RÍO LUNADO - MITOS Y COSTUMBRES DEL PARAGUAY - Por MARÍA CONCEPCIÓN LEYES DE CHAVES

RÍO LUNADO

MITOS Y COSTUMBRES DEL PARAGUAY 

Autora MARÍA CONCEPCIÓN LEYES DE CHAVES

Editorial Servilibro,

www.servilibro.com.py

Asunción-Paraguay,

2007 (228 Páginas)

 

Prólogo: Osvaldo González Real

Dirección editorial: Vidalia Sánchez

 

 
En Río Lunado, podemos apreciar una restauración, de alto nivel literario, de nuestros mitos fundamentales: los de nuestros antepasados indígenas. En una prosa, de gran lirismo y perfección formal, Doña Concepción Leyes de Chaves (autora de las novelas TAVA’I y MADAME LYNCH) narra los aspectos más resaltantes de las leyendas guaraní, esas que han contribuido a formar nuestra identidad y que han inspirados a poetas y escritores nacionales como el Ka’a, el Ñanduti, el Jasy Jatere, la ciudad perdida del Mba’e-Verá-Guasú, las historias de Pai-Sumé y la fuente de Bolaños, se encuentra aquí expuesta para el deleite de lectores exigentes.
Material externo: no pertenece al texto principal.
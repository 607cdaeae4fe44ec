use std::str::FromStr;

use serde::{Deserialize, Serialize};
use tracing::{error, info};

use crate::error::ServerError;
use crate::push::types::{Notification, Platform};

/// 终态结果类型
#[derive(Debug, Clone, Copy, PartialEq, Eq, Hash, Serialize, Deserialize)]
#[serde(rename_all = "kebab-case")]
pub enum OutcomeKind {
    SucceededPush,
    FailedPush,
    RetryExhausted,
    ShutdownDropped,
}

impl OutcomeKind {
    pub fn as_str(&self) -> &'static str {
        match self {
            OutcomeKind::SucceededPush => "succeeded-push",
            OutcomeKind::FailedPush => "failed-push",
            OutcomeKind::RetryExhausted => "retry-exhausted",
            OutcomeKind::ShutdownDropped => "shutdown-dropped",
        }
    }

    pub fn is_success(&self) -> bool {
        matches!(self, OutcomeKind::SucceededPush)
    }
}

/// 一条推送的终态结果，每个被接收的 Notification 恰好产生一次
#[derive(Debug, Clone)]
pub struct PushOutcome {
    pub kind: OutcomeKind,
    pub notification: Notification,
    pub error: Option<ServerError>,
}

impl PushOutcome {
    pub fn succeeded(notification: Notification) -> Self {
        Self {
            kind: OutcomeKind::SucceededPush,
            notification,
            error: None,
        }
    }

    pub fn failed(notification: Notification, error: ServerError) -> Self {
        Self {
            kind: OutcomeKind::FailedPush,
            notification,
            error: Some(error),
        }
    }

    pub fn retry_exhausted(notification: Notification, error: ServerError) -> Self {
        Self {
            kind: OutcomeKind::RetryExhausted,
            notification,
            error: Some(error),
        }
    }

    pub fn shutdown_dropped(notification: Notification) -> Self {
        Self {
            kind: OutcomeKind::ShutdownDropped,
            notification,
            error: Some(ServerError::ShutdownDropped),
        }
    }

    pub fn platform(&self) -> Platform {
        self.notification.platform
    }

    pub fn error_text(&self) -> String {
        self.error.as_ref().map(|e| e.to_string()).unwrap_or_default()
    }
}

/// 终态结果的出口（日志、审计等）
pub trait StatusReporter: Send + Sync {
    fn emit(&self, outcome: &PushOutcome);
}

/// 推送日志格式
#[derive(Debug, Clone, Copy, Default, PartialEq, Eq, Serialize, Deserialize)]
#[serde(rename_all = "lowercase")]
pub enum StatusFormat {
    #[default]
    String,
    Json,
}

impl FromStr for StatusFormat {
    type Err = String;

    /// `pretty` / `compact` 是日志格式，推送结果日志按 string 输出
    fn from_str(s: &str) -> Result<Self, Self::Err> {
        match s.to_lowercase().as_str() {
            "json" => Ok(StatusFormat::Json),
            "string" | "pretty" | "compact" | "" => Ok(StatusFormat::String),
            other => Err(format!("unknown status format: {}", other)),
        }
    }
}

/// 推送结果日志条目
#[derive(Debug, Clone, Serialize, Deserialize, PartialEq)]
pub struct LogPushEntry {
    #[serde(rename = "type")]
    pub kind: String,
    pub platform: String,
    pub token: String,
    pub message: String,
    pub error: String,
    pub attempt: u32,

    // Android
    #[serde(skip_serializing_if = "Option::is_none")]
    pub collapse_key: Option<String>,
    #[serde(skip_serializing_if = "Option::is_none")]
    pub time_to_live: Option<u32>,
    #[serde(skip_serializing_if = "std::ops::Not::not", default)]
    pub dry_run: bool,

    // iOS
    #[serde(skip_serializing_if = "Option::is_none")]
    pub apns_id: Option<String>,
    #[serde(skip_serializing_if = "Option::is_none")]
    pub badge: Option<i64>,
    #[serde(skip_serializing_if = "Option::is_none")]
    pub sound: Option<String>,
    #[serde(skip_serializing_if = "Option::is_none")]
    pub category: Option<String>,
}

impl LogPushEntry {
    pub fn from_outcome(outcome: &PushOutcome) -> Self {
        let n = &outcome.notification;
        let mut entry = Self {
            kind: outcome.kind.as_str().to_string(),
            platform: n.platform.as_str().to_string(),
            token: n.token.clone(),
            message: n.payload.message.clone(),
            error: outcome.error_text(),
            attempt: n.attempt(),
            collapse_key: None,
            time_to_live: None,
            dry_run: false,
            apns_id: None,
            badge: None,
            sound: None,
            category: None,
        };

        match n.platform {
            Platform::Ios => {
                entry.apns_id = Some(n.id.clone());
                entry.badge = n.payload.ios.badge;
                entry.sound = n.payload.ios.sound.clone();
                entry.category = n.payload.ios.category.clone();
            }
            Platform::Android => {
                entry.collapse_key = n.payload.android.collapse_key.clone();
                entry.time_to_live = n.payload.android.time_to_live;
                entry.dry_run = n.payload.android.dry_run;
            }
        }

        entry
    }

    /// 文本格式
    pub fn to_line(&self) -> String {
        if self.error.is_empty() {
            format!("| {} | {} [{}] {}", self.kind, self.platform, self.token, self.message)
        } else {
            format!(
                "| {} | {} [{}] | {} | Error Message: {}",
                self.kind, self.platform, self.token, self.message, self.error
            )
        }
    }
}

/// 默认实现：成功写 info，失败写 error
#[derive(Debug, Clone, Default)]
pub struct LogStatusReporter {
    format: StatusFormat,
}

impl LogStatusReporter {
    pub fn new(format: StatusFormat) -> Self {
        Self { format }
    }

    fn render(&self, entry: &LogPushEntry) -> String {
        match self.format {
            StatusFormat::Json => serde_json::to_string(entry).unwrap_or_else(|_| entry.to_line()),
            StatusFormat::String => entry.to_line(),
        }
    }
}

impl StatusReporter for LogStatusReporter {
    fn emit(&self, outcome: &PushOutcome) {
        let line = self.render(&LogPushEntry::from_outcome(outcome));
        if outcome.kind.is_success() {
            info!(target: "pushrelay::status", "{}", line);
        } else {
            error!(target: "pushrelay::status", "{}", line);
        }
    }
}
Esta obra incluye el Romance de la niña Francia y la tragedia de Urutau, escrita en 1941.

El libro, publicado originalmente en 1951, por la editora Peuser de Argentina, estaba agotado. Esta reedición viene a llenar un vació bibliográfico y presentando al lector actual una obra fundamental para comprender los componentes míticos de nuestro imaginario colectivo 
 
 
 
ÍNDICE:
· Kaá;/ Mbae-verá-guasú;/ Irupé. Victoria Regia. Flor acuática;/ Karáu;/ La gruta de Santo Tomás;/ Mandí;/ Sá guasú;/ Muá-muá;/ Zuinaná;/ Ñandutí;/ Ypá-Karaí;/ Acá-hendy;/ Kaure-í;/ Yacy-Yateré;/ Yaguarú;/ Manacá;/ Eí-ré-té;/ La fuente de Bolaños;/ Lucía Miranda;/ Una mujer en el drama de Guido Boggiani;/ Romance de la niña Francia;/ Urutáu;
** Significado de las palabras guaraníes usadas en el texto.
 
 

PRÓLOGO

La obra RÍO LUNADO (1951), que desglosa los mitos y leyendas de nuestro país, es una de las obras más notables de la escritora MARÍA CONCEPCIÓN LEYES DE CHAVES (1891-1985), inscripta dentro de la corriente nacionalista de revaloración de lo autóctono. Esta tendencia, como muy acertadamente explica Josefina Plá: "halló en períodos posteriores acomodo y justificación en el plano literario al identificarse con las corrientes americanistas que preconizaban con fervor la revaloración de lo propio americano en literatura: indigenismo, nativismo, criollismo".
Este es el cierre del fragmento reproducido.